→ **Exercise description**:
Pull each line containing "overflows" from the data.

==============================

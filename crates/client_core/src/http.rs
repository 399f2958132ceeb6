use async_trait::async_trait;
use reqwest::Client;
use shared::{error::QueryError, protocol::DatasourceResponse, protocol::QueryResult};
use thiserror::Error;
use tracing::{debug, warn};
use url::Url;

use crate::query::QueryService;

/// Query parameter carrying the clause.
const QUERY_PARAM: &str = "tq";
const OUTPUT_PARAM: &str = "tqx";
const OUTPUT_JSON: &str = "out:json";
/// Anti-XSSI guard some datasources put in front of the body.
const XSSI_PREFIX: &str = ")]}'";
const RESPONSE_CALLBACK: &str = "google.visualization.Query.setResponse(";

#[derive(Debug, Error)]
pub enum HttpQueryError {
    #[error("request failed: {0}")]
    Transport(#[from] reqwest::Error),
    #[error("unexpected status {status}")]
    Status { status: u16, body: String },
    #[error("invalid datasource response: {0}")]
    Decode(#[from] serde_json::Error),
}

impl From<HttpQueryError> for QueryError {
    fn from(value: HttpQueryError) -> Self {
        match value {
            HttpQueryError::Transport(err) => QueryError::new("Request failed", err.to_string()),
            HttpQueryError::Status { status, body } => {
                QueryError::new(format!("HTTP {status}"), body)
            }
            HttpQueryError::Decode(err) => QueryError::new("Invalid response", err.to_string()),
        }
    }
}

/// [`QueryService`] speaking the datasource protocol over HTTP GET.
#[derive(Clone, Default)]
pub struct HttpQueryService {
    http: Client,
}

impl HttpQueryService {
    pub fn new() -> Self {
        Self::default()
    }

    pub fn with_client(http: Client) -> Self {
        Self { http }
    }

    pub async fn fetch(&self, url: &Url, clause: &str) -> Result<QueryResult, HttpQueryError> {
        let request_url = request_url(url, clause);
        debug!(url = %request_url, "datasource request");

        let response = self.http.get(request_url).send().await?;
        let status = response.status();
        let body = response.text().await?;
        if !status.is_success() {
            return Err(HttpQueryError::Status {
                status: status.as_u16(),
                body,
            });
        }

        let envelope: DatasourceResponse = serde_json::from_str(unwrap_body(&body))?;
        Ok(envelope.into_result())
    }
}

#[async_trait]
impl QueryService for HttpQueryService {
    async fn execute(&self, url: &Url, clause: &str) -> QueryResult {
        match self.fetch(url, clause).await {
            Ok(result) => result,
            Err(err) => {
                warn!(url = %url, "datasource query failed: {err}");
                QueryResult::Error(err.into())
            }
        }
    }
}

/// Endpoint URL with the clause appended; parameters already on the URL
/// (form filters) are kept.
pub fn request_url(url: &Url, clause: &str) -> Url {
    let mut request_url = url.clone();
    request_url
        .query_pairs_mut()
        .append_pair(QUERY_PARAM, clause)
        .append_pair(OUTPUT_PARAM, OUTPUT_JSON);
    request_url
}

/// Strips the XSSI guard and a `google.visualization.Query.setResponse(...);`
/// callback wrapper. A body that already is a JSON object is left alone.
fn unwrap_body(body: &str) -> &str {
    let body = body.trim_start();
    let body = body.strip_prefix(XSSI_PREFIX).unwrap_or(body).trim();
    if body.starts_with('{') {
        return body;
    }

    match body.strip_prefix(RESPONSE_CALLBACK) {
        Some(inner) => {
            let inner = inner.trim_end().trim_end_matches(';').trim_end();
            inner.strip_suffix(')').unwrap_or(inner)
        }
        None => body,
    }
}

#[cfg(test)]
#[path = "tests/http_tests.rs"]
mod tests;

==============================

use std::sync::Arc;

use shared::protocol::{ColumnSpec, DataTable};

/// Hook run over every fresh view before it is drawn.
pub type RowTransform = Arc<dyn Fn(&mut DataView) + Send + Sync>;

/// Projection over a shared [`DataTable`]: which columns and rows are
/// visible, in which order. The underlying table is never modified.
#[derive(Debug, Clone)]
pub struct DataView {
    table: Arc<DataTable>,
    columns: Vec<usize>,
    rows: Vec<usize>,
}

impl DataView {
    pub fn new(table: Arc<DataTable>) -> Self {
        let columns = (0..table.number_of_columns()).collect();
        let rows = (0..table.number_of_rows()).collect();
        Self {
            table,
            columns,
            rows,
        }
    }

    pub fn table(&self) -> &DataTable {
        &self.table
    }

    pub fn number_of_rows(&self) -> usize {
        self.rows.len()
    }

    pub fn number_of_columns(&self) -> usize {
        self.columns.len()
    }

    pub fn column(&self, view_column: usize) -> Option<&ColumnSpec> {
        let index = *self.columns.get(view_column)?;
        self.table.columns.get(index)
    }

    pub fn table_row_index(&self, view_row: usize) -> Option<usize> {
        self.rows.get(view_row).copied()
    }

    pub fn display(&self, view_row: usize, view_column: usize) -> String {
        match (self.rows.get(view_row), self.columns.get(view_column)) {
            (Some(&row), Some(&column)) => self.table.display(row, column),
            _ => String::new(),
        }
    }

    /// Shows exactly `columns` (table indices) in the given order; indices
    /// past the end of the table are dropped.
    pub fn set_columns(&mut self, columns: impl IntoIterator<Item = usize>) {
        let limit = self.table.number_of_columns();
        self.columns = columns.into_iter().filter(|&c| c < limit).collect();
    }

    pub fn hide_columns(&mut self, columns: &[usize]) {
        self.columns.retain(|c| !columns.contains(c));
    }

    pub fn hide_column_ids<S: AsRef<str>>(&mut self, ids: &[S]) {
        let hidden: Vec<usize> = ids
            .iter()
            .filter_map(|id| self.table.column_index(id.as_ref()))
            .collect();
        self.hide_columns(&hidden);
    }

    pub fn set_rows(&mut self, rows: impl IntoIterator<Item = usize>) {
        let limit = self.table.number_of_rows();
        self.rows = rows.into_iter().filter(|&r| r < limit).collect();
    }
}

==============================

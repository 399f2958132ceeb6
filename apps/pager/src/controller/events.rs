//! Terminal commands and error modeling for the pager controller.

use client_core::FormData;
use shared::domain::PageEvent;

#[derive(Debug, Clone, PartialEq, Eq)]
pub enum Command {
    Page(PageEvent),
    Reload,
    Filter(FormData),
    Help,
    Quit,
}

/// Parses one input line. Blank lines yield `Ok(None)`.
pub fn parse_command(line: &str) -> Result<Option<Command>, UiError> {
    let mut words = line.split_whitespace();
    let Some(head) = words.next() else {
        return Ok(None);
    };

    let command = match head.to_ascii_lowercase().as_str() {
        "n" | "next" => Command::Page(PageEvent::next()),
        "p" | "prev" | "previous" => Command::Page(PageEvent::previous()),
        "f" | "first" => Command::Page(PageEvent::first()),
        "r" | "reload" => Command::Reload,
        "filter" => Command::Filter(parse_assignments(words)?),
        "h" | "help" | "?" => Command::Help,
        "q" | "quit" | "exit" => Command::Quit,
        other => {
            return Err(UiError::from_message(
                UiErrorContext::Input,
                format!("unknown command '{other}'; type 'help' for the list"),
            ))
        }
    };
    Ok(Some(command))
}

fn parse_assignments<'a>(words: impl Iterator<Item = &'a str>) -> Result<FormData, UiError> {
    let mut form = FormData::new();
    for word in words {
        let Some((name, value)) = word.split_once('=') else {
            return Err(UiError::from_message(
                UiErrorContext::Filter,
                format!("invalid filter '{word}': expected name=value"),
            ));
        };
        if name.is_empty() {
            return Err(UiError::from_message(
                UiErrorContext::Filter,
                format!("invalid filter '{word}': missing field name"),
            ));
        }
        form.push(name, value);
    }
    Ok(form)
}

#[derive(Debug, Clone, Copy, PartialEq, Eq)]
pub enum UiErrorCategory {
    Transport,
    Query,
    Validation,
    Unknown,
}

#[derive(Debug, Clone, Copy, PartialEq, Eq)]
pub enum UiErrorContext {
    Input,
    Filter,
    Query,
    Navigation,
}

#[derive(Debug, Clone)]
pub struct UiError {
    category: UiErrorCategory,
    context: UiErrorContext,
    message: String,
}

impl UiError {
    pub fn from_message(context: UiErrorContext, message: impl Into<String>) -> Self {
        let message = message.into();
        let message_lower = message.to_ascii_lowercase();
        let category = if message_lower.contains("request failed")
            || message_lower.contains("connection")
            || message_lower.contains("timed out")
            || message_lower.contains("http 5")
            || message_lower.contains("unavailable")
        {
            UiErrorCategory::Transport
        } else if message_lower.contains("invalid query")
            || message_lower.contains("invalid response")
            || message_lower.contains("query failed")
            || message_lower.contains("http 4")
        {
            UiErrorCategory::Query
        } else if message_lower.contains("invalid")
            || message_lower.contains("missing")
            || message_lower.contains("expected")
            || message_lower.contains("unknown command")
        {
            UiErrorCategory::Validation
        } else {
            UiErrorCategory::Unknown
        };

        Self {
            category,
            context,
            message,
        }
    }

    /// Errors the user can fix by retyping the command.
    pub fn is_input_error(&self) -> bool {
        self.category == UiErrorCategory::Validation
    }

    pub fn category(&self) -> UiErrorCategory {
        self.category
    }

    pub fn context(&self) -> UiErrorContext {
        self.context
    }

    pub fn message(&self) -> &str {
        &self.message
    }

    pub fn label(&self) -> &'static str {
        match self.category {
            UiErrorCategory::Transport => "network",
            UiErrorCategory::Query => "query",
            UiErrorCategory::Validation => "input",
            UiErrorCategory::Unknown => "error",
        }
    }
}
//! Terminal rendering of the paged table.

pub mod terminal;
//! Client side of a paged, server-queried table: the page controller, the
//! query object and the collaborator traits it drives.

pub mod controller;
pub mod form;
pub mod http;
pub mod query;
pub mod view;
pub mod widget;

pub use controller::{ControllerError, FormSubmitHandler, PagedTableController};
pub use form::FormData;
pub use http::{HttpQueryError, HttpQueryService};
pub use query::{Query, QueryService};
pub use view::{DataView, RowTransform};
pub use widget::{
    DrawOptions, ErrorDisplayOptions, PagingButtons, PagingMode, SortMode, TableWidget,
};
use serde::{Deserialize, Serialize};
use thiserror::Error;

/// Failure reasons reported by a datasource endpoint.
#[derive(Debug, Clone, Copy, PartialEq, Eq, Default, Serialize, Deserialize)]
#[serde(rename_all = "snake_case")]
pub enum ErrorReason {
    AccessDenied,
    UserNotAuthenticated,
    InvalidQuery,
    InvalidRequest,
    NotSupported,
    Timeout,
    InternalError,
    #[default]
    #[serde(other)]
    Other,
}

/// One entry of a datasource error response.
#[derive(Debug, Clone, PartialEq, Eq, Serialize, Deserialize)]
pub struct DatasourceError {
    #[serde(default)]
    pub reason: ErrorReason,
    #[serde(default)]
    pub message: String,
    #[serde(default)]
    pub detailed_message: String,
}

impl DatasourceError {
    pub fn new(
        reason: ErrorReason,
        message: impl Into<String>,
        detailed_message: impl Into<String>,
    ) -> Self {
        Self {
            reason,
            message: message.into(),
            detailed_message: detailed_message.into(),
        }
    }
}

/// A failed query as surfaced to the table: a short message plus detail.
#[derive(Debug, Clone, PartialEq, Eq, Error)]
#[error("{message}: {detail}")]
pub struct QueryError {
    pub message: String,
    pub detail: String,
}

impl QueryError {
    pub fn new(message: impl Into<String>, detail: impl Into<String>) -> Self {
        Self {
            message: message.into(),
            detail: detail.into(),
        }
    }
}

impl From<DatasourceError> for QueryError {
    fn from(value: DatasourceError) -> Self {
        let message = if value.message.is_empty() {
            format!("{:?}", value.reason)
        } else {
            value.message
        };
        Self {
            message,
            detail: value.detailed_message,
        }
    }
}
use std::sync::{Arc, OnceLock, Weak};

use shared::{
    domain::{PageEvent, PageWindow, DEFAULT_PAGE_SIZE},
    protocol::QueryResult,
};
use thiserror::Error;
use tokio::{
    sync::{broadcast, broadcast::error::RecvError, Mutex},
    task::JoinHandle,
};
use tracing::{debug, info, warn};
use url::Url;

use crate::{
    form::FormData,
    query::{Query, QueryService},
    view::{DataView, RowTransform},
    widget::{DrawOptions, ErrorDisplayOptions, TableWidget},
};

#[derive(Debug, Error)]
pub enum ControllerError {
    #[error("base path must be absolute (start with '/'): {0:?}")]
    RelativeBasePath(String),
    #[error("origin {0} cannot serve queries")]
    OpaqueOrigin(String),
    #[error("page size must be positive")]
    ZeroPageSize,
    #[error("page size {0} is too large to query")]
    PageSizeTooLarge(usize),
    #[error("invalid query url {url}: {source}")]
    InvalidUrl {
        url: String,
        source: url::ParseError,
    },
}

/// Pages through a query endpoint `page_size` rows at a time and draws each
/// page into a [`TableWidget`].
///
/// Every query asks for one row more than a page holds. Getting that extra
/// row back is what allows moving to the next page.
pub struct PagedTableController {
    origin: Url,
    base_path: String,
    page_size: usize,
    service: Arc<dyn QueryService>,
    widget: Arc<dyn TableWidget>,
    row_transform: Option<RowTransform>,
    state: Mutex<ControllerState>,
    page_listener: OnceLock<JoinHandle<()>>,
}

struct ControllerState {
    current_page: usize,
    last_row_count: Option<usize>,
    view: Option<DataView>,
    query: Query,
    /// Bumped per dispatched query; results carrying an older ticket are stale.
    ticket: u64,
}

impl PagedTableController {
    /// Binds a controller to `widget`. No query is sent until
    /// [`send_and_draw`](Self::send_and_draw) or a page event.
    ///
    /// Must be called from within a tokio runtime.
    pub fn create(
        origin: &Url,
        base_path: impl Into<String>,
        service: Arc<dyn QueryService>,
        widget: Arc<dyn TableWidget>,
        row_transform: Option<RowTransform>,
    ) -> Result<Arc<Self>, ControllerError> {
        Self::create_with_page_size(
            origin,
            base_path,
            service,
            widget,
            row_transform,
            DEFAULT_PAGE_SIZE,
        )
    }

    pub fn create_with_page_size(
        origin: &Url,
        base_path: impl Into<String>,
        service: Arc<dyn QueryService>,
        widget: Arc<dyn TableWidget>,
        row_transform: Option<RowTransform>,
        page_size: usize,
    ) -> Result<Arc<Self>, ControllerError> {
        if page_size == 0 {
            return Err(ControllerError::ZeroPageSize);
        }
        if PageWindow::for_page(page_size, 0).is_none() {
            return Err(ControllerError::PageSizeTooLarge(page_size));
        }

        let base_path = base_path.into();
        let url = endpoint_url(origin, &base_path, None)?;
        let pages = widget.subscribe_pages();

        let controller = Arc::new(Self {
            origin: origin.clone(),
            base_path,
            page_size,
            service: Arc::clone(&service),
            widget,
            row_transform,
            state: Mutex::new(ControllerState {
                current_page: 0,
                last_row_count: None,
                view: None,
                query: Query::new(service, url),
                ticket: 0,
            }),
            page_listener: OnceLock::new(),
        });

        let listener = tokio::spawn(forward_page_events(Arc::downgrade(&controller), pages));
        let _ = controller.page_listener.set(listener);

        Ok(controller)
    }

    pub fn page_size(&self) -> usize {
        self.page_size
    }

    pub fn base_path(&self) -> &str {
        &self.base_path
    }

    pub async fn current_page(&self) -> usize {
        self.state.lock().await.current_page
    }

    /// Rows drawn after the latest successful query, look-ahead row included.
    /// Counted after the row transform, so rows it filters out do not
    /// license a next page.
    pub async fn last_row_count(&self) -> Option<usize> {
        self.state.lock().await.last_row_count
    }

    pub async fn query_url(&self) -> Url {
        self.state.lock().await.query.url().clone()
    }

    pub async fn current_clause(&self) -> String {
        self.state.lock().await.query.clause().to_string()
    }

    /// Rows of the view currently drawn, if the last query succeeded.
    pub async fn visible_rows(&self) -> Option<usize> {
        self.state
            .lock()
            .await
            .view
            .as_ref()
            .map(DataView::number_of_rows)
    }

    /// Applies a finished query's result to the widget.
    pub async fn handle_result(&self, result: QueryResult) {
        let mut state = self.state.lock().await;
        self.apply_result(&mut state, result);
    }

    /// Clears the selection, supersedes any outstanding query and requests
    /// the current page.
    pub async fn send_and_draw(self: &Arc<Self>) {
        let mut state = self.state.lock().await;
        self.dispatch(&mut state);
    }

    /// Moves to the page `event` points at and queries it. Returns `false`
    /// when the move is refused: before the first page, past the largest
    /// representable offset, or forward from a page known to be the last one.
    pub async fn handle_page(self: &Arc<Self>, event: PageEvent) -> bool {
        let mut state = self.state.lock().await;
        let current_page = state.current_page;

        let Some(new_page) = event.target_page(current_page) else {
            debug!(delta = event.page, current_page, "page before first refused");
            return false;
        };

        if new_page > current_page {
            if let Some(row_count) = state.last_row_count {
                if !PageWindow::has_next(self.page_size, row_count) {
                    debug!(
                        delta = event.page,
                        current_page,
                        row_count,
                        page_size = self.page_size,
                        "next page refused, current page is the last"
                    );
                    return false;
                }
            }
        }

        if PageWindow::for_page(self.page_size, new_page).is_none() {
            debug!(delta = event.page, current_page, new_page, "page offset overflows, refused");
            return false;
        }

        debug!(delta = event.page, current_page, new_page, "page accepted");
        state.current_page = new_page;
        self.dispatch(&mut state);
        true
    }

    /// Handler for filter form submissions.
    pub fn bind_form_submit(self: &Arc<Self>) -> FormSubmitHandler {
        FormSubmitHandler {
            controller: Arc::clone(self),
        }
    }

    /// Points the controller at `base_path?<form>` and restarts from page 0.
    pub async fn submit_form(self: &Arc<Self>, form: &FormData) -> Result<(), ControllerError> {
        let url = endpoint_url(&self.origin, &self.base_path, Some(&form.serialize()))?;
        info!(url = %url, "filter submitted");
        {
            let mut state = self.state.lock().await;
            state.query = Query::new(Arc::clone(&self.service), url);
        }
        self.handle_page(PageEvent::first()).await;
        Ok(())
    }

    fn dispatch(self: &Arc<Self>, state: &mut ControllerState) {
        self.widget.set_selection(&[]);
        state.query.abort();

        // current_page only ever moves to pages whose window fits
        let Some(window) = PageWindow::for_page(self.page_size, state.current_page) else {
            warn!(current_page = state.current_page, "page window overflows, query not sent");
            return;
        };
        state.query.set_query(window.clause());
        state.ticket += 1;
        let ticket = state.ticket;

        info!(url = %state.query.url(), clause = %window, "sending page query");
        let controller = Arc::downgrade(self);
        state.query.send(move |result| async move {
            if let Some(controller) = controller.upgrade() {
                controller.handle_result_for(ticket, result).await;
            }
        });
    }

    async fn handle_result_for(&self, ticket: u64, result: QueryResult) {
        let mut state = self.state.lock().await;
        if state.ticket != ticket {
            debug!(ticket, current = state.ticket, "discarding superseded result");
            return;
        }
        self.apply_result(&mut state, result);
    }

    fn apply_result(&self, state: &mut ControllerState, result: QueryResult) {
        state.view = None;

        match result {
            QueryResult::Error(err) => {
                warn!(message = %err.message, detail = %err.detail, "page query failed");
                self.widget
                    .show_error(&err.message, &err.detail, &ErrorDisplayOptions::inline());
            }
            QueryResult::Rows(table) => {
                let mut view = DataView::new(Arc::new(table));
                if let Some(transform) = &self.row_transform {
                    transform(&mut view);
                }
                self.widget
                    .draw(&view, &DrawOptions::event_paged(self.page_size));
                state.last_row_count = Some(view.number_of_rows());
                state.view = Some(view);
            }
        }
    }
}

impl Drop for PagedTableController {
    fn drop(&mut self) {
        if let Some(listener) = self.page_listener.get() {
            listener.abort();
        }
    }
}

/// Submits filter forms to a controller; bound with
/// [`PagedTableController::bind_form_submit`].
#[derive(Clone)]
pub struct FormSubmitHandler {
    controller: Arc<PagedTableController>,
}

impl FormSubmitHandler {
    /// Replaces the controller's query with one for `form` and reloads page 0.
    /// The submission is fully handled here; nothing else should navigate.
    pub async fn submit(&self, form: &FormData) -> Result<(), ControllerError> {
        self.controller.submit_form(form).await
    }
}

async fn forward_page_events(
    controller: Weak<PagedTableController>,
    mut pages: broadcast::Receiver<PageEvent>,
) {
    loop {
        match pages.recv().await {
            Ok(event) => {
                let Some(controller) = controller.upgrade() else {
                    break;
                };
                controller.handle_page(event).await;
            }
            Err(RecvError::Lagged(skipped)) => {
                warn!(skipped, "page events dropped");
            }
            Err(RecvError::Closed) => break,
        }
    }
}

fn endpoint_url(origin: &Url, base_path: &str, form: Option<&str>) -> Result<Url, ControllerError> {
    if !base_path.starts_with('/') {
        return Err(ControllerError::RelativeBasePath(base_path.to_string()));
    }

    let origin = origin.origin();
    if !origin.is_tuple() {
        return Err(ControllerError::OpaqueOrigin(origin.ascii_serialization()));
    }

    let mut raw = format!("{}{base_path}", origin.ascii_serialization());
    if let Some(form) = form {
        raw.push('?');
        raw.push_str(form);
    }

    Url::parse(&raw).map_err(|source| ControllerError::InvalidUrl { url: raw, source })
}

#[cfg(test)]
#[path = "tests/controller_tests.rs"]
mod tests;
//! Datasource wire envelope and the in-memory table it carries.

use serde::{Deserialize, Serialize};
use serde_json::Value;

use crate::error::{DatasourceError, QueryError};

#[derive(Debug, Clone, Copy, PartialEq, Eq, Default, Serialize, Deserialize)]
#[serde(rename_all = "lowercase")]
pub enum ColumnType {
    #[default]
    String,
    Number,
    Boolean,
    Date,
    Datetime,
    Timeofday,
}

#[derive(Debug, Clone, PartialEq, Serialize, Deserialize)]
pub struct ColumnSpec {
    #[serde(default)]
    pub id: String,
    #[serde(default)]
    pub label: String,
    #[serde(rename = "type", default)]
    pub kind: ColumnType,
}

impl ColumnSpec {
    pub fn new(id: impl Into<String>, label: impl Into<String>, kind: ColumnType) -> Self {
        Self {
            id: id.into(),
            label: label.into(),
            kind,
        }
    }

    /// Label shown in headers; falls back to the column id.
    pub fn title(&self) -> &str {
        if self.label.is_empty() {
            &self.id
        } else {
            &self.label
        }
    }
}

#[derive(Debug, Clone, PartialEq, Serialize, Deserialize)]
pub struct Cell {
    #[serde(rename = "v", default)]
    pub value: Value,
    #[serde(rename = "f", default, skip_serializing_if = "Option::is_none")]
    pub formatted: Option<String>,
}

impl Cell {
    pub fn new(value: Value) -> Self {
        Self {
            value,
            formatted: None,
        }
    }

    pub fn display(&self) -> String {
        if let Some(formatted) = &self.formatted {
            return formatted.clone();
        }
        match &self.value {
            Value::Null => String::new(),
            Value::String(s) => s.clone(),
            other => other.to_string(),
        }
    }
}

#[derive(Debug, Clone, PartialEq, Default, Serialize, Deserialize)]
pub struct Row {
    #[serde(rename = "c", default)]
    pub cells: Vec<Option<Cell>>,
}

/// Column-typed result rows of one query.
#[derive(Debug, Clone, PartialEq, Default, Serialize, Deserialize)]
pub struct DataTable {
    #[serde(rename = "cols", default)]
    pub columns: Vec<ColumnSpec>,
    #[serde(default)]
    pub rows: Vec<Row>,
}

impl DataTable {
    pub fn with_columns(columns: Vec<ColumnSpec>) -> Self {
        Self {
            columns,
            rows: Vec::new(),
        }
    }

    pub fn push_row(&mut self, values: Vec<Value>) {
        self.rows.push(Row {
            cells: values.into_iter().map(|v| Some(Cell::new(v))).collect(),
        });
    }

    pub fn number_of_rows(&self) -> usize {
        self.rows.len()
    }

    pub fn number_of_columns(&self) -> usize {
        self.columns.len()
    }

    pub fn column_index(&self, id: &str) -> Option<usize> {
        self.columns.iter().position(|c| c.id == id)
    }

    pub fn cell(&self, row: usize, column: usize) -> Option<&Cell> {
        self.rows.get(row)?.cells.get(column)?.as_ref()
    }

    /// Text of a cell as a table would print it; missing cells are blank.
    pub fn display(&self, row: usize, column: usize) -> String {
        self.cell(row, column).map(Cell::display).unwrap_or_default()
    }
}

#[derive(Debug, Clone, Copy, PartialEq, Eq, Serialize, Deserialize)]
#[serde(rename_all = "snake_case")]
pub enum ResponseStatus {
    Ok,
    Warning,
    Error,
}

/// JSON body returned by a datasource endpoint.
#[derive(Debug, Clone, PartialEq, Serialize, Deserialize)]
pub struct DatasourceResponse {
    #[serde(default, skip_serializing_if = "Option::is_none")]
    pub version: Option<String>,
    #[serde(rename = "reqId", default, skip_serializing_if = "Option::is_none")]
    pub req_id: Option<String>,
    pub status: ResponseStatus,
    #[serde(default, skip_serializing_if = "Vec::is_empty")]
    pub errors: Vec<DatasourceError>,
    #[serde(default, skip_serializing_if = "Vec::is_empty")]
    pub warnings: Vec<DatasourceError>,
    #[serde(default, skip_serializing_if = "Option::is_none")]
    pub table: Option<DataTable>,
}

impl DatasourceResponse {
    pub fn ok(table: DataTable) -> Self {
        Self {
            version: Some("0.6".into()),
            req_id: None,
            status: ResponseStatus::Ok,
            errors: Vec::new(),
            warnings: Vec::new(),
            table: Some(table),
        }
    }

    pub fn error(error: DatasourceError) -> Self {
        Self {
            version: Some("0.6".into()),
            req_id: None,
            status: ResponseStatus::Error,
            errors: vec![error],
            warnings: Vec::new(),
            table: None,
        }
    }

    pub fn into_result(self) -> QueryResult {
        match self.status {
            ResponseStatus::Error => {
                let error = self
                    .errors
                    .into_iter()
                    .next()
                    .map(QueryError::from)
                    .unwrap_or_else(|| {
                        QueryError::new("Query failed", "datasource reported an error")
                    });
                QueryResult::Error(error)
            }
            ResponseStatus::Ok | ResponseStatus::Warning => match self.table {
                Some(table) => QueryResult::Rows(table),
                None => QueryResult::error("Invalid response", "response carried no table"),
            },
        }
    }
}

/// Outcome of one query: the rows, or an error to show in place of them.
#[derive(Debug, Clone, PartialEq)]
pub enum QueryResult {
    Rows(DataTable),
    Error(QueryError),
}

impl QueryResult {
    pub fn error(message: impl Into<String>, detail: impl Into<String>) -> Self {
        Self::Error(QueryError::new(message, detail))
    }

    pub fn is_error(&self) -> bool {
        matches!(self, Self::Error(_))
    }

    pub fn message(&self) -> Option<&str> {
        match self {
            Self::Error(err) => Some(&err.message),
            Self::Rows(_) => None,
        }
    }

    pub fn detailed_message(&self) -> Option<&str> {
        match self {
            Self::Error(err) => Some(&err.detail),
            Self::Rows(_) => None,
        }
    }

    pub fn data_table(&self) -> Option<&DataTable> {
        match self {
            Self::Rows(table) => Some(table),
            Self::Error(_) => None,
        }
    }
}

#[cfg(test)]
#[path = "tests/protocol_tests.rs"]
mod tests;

==============================

→ **Written answer**:
            debug!(delta = event.page, current_page, new_page, "page offset overflows, refused");
            warn!(current_page = state.current_page, "page window overflows, query not sent");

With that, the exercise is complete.